## What this task involves
Where in the data does the word "message" appear? Find those lines and copy them.
Data under study below:
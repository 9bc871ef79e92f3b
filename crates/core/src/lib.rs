//! Core types for favobft consensus.
//!
//! This crate provides the foundational types for the consensus architecture:
//!
//! - [`Event`]: All possible inputs to the state machine
//! - [`Action`]: All possible outputs from the state machine
//! - [`EventPriority`]: Ordering priority for events at the same timestamp
//! - [`StateMachine`]: The trait that all state machines implement
//!
//! # Architecture
//!
//! The core is built on a simple event-driven model:
//!
//! ```text
//! Events → StateMachine::handle() → Actions
//! ```
//!
//! The state machine is:
//! - **Synchronous**: No async, no .await
//! - **Deterministic**: Same state + event = same actions
//! - **Pure-ish**: Mutates self, but performs no network or timer I/O
//!
//! All I/O is handled by the runner (simulation or production) which:
//! 1. Delivers events to the state machine
//! 2. Executes the returned actions
//! 3. Converts action results back into events

mod action;
mod event;
mod message;
mod traits;

pub use action::Action;
pub use event::{AppliedTransactions, Event, EventPriority};
pub use message::ConsensusMessage;
pub use traits::StateMachine;

/// Timer identification. Setting a timer replaces the pending one with the same id.
#[derive(Debug, Clone, Copy, PartialEq, Eq, Hash, PartialOrd, Ord)]
pub enum TimerId {
    /// Block interval before the proposer builds its block.
    Proposal,
    /// Round timeout; expiry triggers a round change.
    Round,
}

impl TimerId {
    /// The event delivered when this timer fires.
    pub fn event(self) -> Event {
        match self {
            TimerId::Proposal => Event::ProposalTimer,
            TimerId::Round => Event::RoundTimeout,
        }
    }
}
End of Data under study.
## Solution for this task
mod message;
pub use message::ConsensusMessage;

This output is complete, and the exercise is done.